Hello BW Experts,
Approach 1) Reporting infobject level approach. create authorization object on the infobject. add the object in the role. assing the role to the user.
Approach 2) ???
There is another approach with respect to infocubes / infoarea. how is that implemented / effected.
1.InfoCube based approach
You can collect the requirements allowing or not allowing for specific InfoCubes. If its convenient, you can use the concept of InfoArea to allow or not for a group of InfoCubes belonging to the same InfoArea.
You can go in a more detail if you limit the accessability of a cube, allowing only for a part of it. We can name dataset the Sub-InfoCube which is limited by the authorizations assigned to a user. In BW a dataset can be defined according to characteristics, key figures, hierarchies and their combinations.
2.Query name based approach
For pure reporting users (not allowed to build new queries) you can use the query names to simplify the authorization design, creating specific queries for specific roles and allowing only certain query names.
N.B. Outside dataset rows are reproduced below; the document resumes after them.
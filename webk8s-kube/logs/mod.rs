use futures::{AsyncRead, Stream};
use futures::stream;
use k8s_openapi::api::core::v1::Pod;
use kube::api::LogParams;
use kube::{Api, Client};
use serde::Deserialize;
use std::borrow::Cow;
use tokio::sync::mpsc;
use tracing::{debug, info, warn};

use crate::utils::is_valid_name;

pub use self::session::LogSession;

mod session;

#[cfg(test)]
#[path = "./logs.tests.rs"]
mod logs_tests;

pub const MIN_TAIL_LINES: i64 = 50;
pub const MAX_TAIL_LINES: i64 = 100;
const EVENTS_BUFFER: usize = 16;

/// Possible errors from opening a log session.
#[derive(thiserror::Error, Debug)]
pub enum LogError {
    /// Namespace or pod name was not provided.
    #[error("namespace and pod parameters are required")]
    MissingParameters,

    /// Namespace or pod name contains forbidden characters.
    #[error("invalid object name: {0}")]
    InvalidName(String),

    /// Pod could not be fetched.
    #[error("Pod not found: {0}")]
    PodNotFound(#[source] kube::Error),

    /// Requested container is not declared in the pod spec.
    #[error("Container '{0}' not found in pod")]
    ContainerNotFound(String),

    /// Log feed could not be opened.
    #[error("Cannot open log stream: {0}")]
    FeedError(#[source] kube::Error),
}

/// Raw log streaming request, all parameters are optional until validated.
#[derive(Debug, Clone, Default, Deserialize)]
pub struct LogRequest {
    pub namespace: Option<String>,
    pub pod: Option<String>,
    pub container: Option<String>,
}

/// Validated pod (and optionally container) whose logs are streamed.
#[derive(Debug, Clone, PartialEq, Eq)]
pub struct LogTarget {
    pub namespace: String,
    pub pod: String,
    pub container: Option<String>,
}

impl TryFrom<LogRequest> for LogTarget {
    type Error = LogError;

    fn try_from(value: LogRequest) -> Result<Self, Self::Error> {
        let namespace = value.namespace.filter(|n| !n.is_empty());
        let pod = value.pod.filter(|p| !p.is_empty());
        let (Some(namespace), Some(pod)) = (namespace, pod) else {
            return Err(LogError::MissingParameters);
        };

        if let Some(name) = [&namespace, &pod].into_iter().find(|n| !is_valid_name(n)) {
            return Err(LogError::InvalidName(name.clone()));
        }

        Ok(Self {
            namespace,
            pod,
            container: value.container.filter(|c| !c.is_empty()),
        })
    }
}

impl std::fmt::Display for LogTarget {
    fn fmt(&self, f: &mut std::fmt::Formatter<'_>) -> std::fmt::Result {
        write!(f, "{}/{}", self.namespace, self.pod)?;
        if let Some(container) = &self.container {
            write!(f, " ({container})")?;
        }

        Ok(())
    }
}

/// Single event pushed to the log streaming client.
#[derive(Debug, Clone, PartialEq, Eq)]
pub enum LogEvent {
    /// Next piece of the log output.
    Chunk(String),

    /// Terminal error, the session ends after it.
    Error(String),
}

impl LogEvent {
    /// Returns text that should be sent to the client for this event.
    pub fn text(&self) -> Cow<'_, str> {
        match self {
            LogEvent::Chunk(text) => Cow::Borrowed(text),
            LogEvent::Error(message) => Cow::Owned(format!("ERROR: {message}\n")),
        }
    }
}

impl From<LogError> for LogEvent {
    fn from(value: LogError) -> Self {
        LogEvent::Error(value.to_string())
    }
}

/// Starts streaming logs for the `request` and returns stream of [`LogEvent`]s.\
/// The feed is released as soon as the returned stream is dropped.\
/// **Note** that `tail_lines` is clamped to the `50..=100` range.
pub fn stream_logs(client: Client, request: LogRequest, tail_lines: i64) -> impl Stream<Item = LogEvent> + Send + 'static {
    let (tx, rx) = mpsc::channel(EVENTS_BUFFER);
    tokio::spawn(run_session(client, request, tail_lines, tx));

    stream::unfold(rx, |mut rx| async move { rx.recv().await.map(|event| (event, rx)) })
}

async fn run_session(client: Client, request: LogRequest, tail_lines: i64, tx: mpsc::Sender<LogEvent>) {
    let opened = tokio::select! {
        () = tx.closed() => {
            debug!("log stream client disconnected before the feed was opened");
            return;
        },
        opened = open_session(client, request, tail_lines) => opened,
    };

    match opened {
        Ok(session) => pump(session, tx).await,
        Err(err) => {
            if matches!(err, LogError::MissingParameters | LogError::InvalidName(_)) {
                debug!("log stream rejected: {}", err);
            } else {
                warn!("cannot stream logs: {}", err);
            }

            let _ = tx.send(err.into()).await;
        },
    }
}

async fn open_session(
    client: Client,
    request: LogRequest,
    tail_lines: i64,
) -> Result<LogSession<impl AsyncRead + Unpin + Send>, LogError> {
    let target = LogTarget::try_from(request)?;
    let api: Api<Pod> = Api::namespaced(client, &target.namespace);
    validate_target(&api, &target).await?;

    let params = LogParams {
        follow: true,
        container: target.container.clone(),
        tail_lines: Some(tail_lines.clamp(MIN_TAIL_LINES, MAX_TAIL_LINES)),
        ..LogParams::default()
    };

    let feed = api.log_stream(&target.pod, &params).await.map_err(LogError::FeedError)?;
    let session = LogSession::new(target, Box::pin(feed));
    info!("log session {} opened for {}", session.id(), session.target());

    Ok(session)
}

/// Forwards chunks of the `session` feed to `tx` until the feed ends or the receiver is dropped.
async fn pump<R: AsyncRead + Unpin>(mut session: LogSession<R>, tx: mpsc::Sender<LogEvent>) {
    loop {
        tokio::select! {
            () = tx.closed() => break,
            chunk = session.next_chunk() => match chunk {
                Ok(Some(text)) => {
                    if tx.send(LogEvent::Chunk(text)).await.is_err() {
                        break;
                    }
                },
                Ok(None) => break,
                Err(err) => {
                    warn!("log session {} read error: {}", session.id(), err);
                    break;
                },
            },
        }
    }
}

async fn validate_target(api: &Api<Pod>, target: &LogTarget) -> Result<(), LogError> {
    let pod = api.get(&target.pod).await.map_err(LogError::PodNotFound)?;
    if let Some(container) = &target.container
        && !has_container(&pod, container)
    {
        return Err(LogError::ContainerNotFound(container.clone()));
    }

    Ok(())
}

/// Returns `true` if `name` is one of the containers or init containers declared in the pod spec.
pub fn has_container(pod: &Pod, name: &str) -> bool {
    pod.spec.as_ref().is_some_and(|spec| {
        spec.containers
            .iter()
            .chain(spec.init_containers.iter().flatten())
            .any(|c| c.name == name)
    })
}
The disadvantage of this approach is that theres no relationship between query name and set of data, so new queries are potentially security dangers.
3.InfoCube independent dataset approach
Before the data model you dont know the InfoCubes, but you can express authorization requirements through data set, i.e. limitations on to characteristics, key figures, hierarchies and their combinations at various level of detail.
hope this helps.